South Korean scientific instrument manufacturer

Park Systems Corp. (파크시스템스 주식회사) is a South Korean manufacturer of scientific instruments. Park Systems is best known for its atomic force microscopes (AFM). The company is headquartered in Suwon, Gyeonggi Province, with branch offices in the United States, Japan, Singapore, Taiwan, Germany, and Switzerland.

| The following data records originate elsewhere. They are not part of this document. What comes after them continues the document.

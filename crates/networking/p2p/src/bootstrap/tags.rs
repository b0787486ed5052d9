//! In-flight pull registry.
//!
//! Every sent pull is recorded as a tag until its response arrives or its
//! deadline passes. Lookups are needed by id (pairing responses), by
//! account and by hash (duplicate-suppression filters), and in insertion
//! order (expiry). Deadlines are created monotonically, so the oldest tag
//! expires first and `expire` only ever inspects the queue head.

use crate::messages::PullId;
use rustc_hash::FxHashMap;
use std::collections::VecDeque;
use std::time::Instant;
use strand_common::{Account, BlockHash, HashOrAccount};

#[derive(Clone, Copy, PartialEq, Eq, Hash, Debug)]
pub enum QueryType {
    BlocksByHash,
    BlocksByAccount,
    AccountInfoByHash,
    Frontiers,
}

#[derive(Clone, Copy, PartialEq, Eq, Hash, Debug)]
pub enum QuerySource {
    Priority,
    Database,
    Dependencies,
    Frontiers,
}

impl QuerySource {
    fn index(self) -> usize {
        match self {
            QuerySource::Priority => 0,
            QuerySource::Database => 1,
            QuerySource::Dependencies => 2,
            QuerySource::Frontiers => 3,
        }
    }
}

#[derive(Clone, Debug)]
pub struct AsyncTag {
    pub id: PullId,
    pub query_type: QueryType,
    pub source: QuerySource,
    pub start: HashOrAccount,
    /// Denormalized for by-account lookups; zero when not applicable.
    pub account: Account,
    /// Denormalized for by-hash lookups; zero when not applicable.
    pub hash: BlockHash,
    pub count: usize,
    pub cutoff: Instant,
    pub timestamp: Instant,
}

#[derive(Default)]
pub struct TagTable {
    by_id: FxHashMap<PullId, AsyncTag>,
    by_account: FxHashMap<Account, Vec<PullId>>,
    by_hash: FxHashMap<BlockHash, Vec<PullId>>,
    /// Insertion order; erased ids are skipped lazily.
    order: VecDeque<PullId>,
    per_source: [usize; 4],
}

impl TagTable {
    pub fn new() -> Self {
        Self::default()
    }

    /// Registers a tag. `false` (and no insertion) on an id collision.
    pub fn insert(&mut self, tag: AsyncTag) -> bool {
        if self.by_id.contains_key(&tag.id) {
            return false;
        }
        if !tag.account.is_zero() {
            self.by_account.entry(tag.account).or_default().push(tag.id);
        }
        if !tag.hash.is_zero() {
            self.by_hash.entry(tag.hash).or_default().push(tag.id);
        }
        self.order.push_back(tag.id);
        self.per_source[tag.source.index()] += 1;
        self.by_id.insert(tag.id, tag);
        true
    }

    pub fn erase_by_id(&mut self, id: PullId) -> Option<AsyncTag> {
        let tag = self.by_id.remove(&id)?;
        if !tag.account.is_zero() {
            if let Some(ids) = self.by_account.get_mut(&tag.account) {
                ids.retain(|candidate| *candidate != id);
                if ids.is_empty() {
                    self.by_account.remove(&tag.account);
                }
            }
        }
        if !tag.hash.is_zero() {
            if let Some(ids) = self.by_hash.get_mut(&tag.hash) {
                ids.retain(|candidate| *candidate != id);
                if ids.is_empty() {
                    self.by_hash.remove(&tag.hash);
                }
            }
        }
        self.per_source[tag.source.index()] -= 1;
        Some(tag)
    }

    pub fn count_by_account(&self, account: &Account, source: QuerySource) -> usize {
        self.by_account
            .get(account)
            .map(|ids| {
                ids.iter()
                    .filter(|id| {
                        self.by_id
                            .get(id)
                            .map(|tag| tag.source == source)
                            .unwrap_or(false)
                    })
                    .count()
            })
            .unwrap_or(0)
    }

    pub fn count_by_hash(&self, hash: &BlockHash, source: QuerySource) -> usize {
        self.by_hash
            .get(hash)
            .map(|ids| {
                ids.iter()
                    .filter(|id| {
                        self.by_id
                            .get(id)
                            .map(|tag| tag.source == source)
                            .unwrap_or(false)
                    })
                    .count()
            })
            .unwrap_or(0)
    }

    pub fn count_by_source(&self, source: QuerySource) -> usize {
        self.per_source[source.index()]
    }

    /// Evicts every tag whose deadline has passed, oldest first.
    pub fn expire(&mut self, now: Instant) -> Vec<AsyncTag> {
        let mut expired = Vec::new();
        while let Some(id) = self.order.front().copied() {
            let Some(tag) = self.by_id.get(&id) else {
                // Erased earlier by a response
                self.order.pop_front();
                continue;
            };
            if tag.cutoff > now {
                break;
            }
            self.order.pop_front();
            if let Some(tag) = self.erase_by_id(id) {
                expired.push(tag);
            }
        }
        expired
    }

    pub fn len(&self) -> usize {
        self.by_id.len()
    }

    pub fn is_empty(&self) -> bool {
        self.by_id.is_empty()
    }
}

#[cfg(test)]
mod tests {
    use super::*;
    use std::time::Duration;

    fn tag(id: PullId, account: u64, cutoff: Instant) -> AsyncTag {
        AsyncTag {
            id,
            query_type: QueryType::BlocksByAccount,
            source: QuerySource::Priority,
            start: HashOrAccount::from_low_u64_be(account),
            account: Account::from_low_u64_be(account),
            hash: BlockHash::ZERO,
            count: 8,
            cutoff,
            timestamp: Instant::now(),
        }
    }

    #[test]
    fn duplicate_id_is_rejected() {
        let mut tags = TagTable::new();
        let cutoff = Instant::now();
        assert!(tags.insert(tag(1, 10, cutoff)));
        assert!(!tags.insert(tag(1, 11, cutoff)));
        assert_eq!(tags.len(), 1);
        assert_eq!(
            tags.count_by_account(&Account::from_low_u64_be(10), QuerySource::Priority),
            1
        );
    }

    #[test]
    fn counts_distinguish_sources() {
        let mut tags = TagTable::new();
        let cutoff = Instant::now();
        let mut database = tag(2, 10, cutoff);
        database.source = QuerySource::Database;
        tags.insert(tag(1, 10, cutoff));
        tags.insert(database);
        let account = Account::from_low_u64_be(10);
        assert_eq!(tags.count_by_account(&account, QuerySource::Priority), 1);
        assert_eq!(tags.count_by_account(&account, QuerySource::Database), 1);
        assert_eq!(tags.count_by_source(QuerySource::Database), 1);
    }

    #[test]
    fn expire_evicts_oldest_first_and_skips_erased() {
        let mut tags = TagTable::new();
        let base = Instant::now();
        tags.insert(tag(1, 10, base));
        tags.insert(tag(2, 11, base + Duration::from_secs(5)));
        tags.insert(tag(3, 12, base + Duration::from_secs(60)));
        // A response erased the first tag already
        assert!(tags.erase_by_id(1).is_some());
        let expired = tags.expire(base + Duration::from_secs(10));
        assert_eq!(expired.len(), 1);
        assert_eq!(expired[0].id, 2);
        assert_eq!(tags.len(), 1);
        assert_eq!(tags.count_by_source(QuerySource::Priority), 1);
    }

    #[test]
    fn erase_clears_indices() {
        let mut tags = TagTable::new();
        let mut with_hash = tag(1, 10, Instant::now());
        with_hash.hash = BlockHash::from_low_u64_be(99);
        tags.insert(with_hash);
        tags.erase_by_id(1);
        assert_eq!(
            tags.count_by_hash(&BlockHash::from_low_u64_be(99), QuerySource::Priority),
            0
        );
        assert!(tags.is_empty());
    }
}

Park Systems was originally established as PSIA (피에스아이에이) on April 7, 1997. The company changed its name to Park Systems in 2007.

==History==
===Pre-foundation===
Dr. Sang-il Park, the founder of Park Systems, was a doctoral student of Professor Calvin Quate at Stanford University. In 1986, while Park was working in Quate’s lab, Quate, Gerd Binnig, and Christoph Gerber achieved the first experimental implementation of atomic force microscopy (AFM). After graduating from Stanford, Dr. Park founded Park Scientific Instruments (PSI) in 1988, a Silicon Valley manufacturer of atomic force microscopes. Dr. Park returned to South Korea in 1997 after selling PSI to Thermo Electron.

===Company formation and early days===
On April 7, 1997, PSIA was founded by Sang-il Park. The "A" in PSIA stood for "Advanced," reflecting the company's goal of developing more advanced technology than PSI. In its early days, PSIA relied on selling imported PSI products, but soon began developing and manufacturing industrial atomic force microscopes on its own. In 2002, PSIA released XE-100, the first research AFM in Korea. In 2006, PSIA moved its headquarters to Korea Advanced Nano Fab Center (KANC; 한국나노기술원).

===After changing name to Park Systems===
On April 6, 2007, PSIA changed its name to Park Systems, following its tenth anniversary. On March 23, 2015, Park Systems and IMEC launched a joint development project (JDP) to develop industrial AFM technology for semiconductor manufacturing. Later that year, on December 17, Park Systems went public on the KOSDAQ stock exchange under the ticker symbol . On February 17, 2020, the company launched a second joint development project with IMEC.

On September 6, 2022, Park Systems announced its acquisition of Accurion GmbH, a German manufacturer of imaging spectroscopic ellipsometers and active vibration isolation tables. In early 2025, Park Systems acquired Lyncée Tec, a Swiss manufacturer of digital holographic microscopes.

== Technology ==

Park Systems' AFM products use a decoupled flexure scanner architecture, in which the XY scanner moves the sample horizontally while a separate Z scanner moves the probe vertically.

The company's AFMs can operate in non-contact mode, marketed as "True Non-Contact," in which the probe tip does not contact the sample surface.

In 2010, the company's industrial AFM technology was designated as a National Core Technology by the South Korean government.

==Products==
Park Systems produces atomic force microscopes (AFM), imaging spectroscopic ellipsometers (ISE), active vibration isolation (AVI) tables, and digital holographic microscopes (DHM).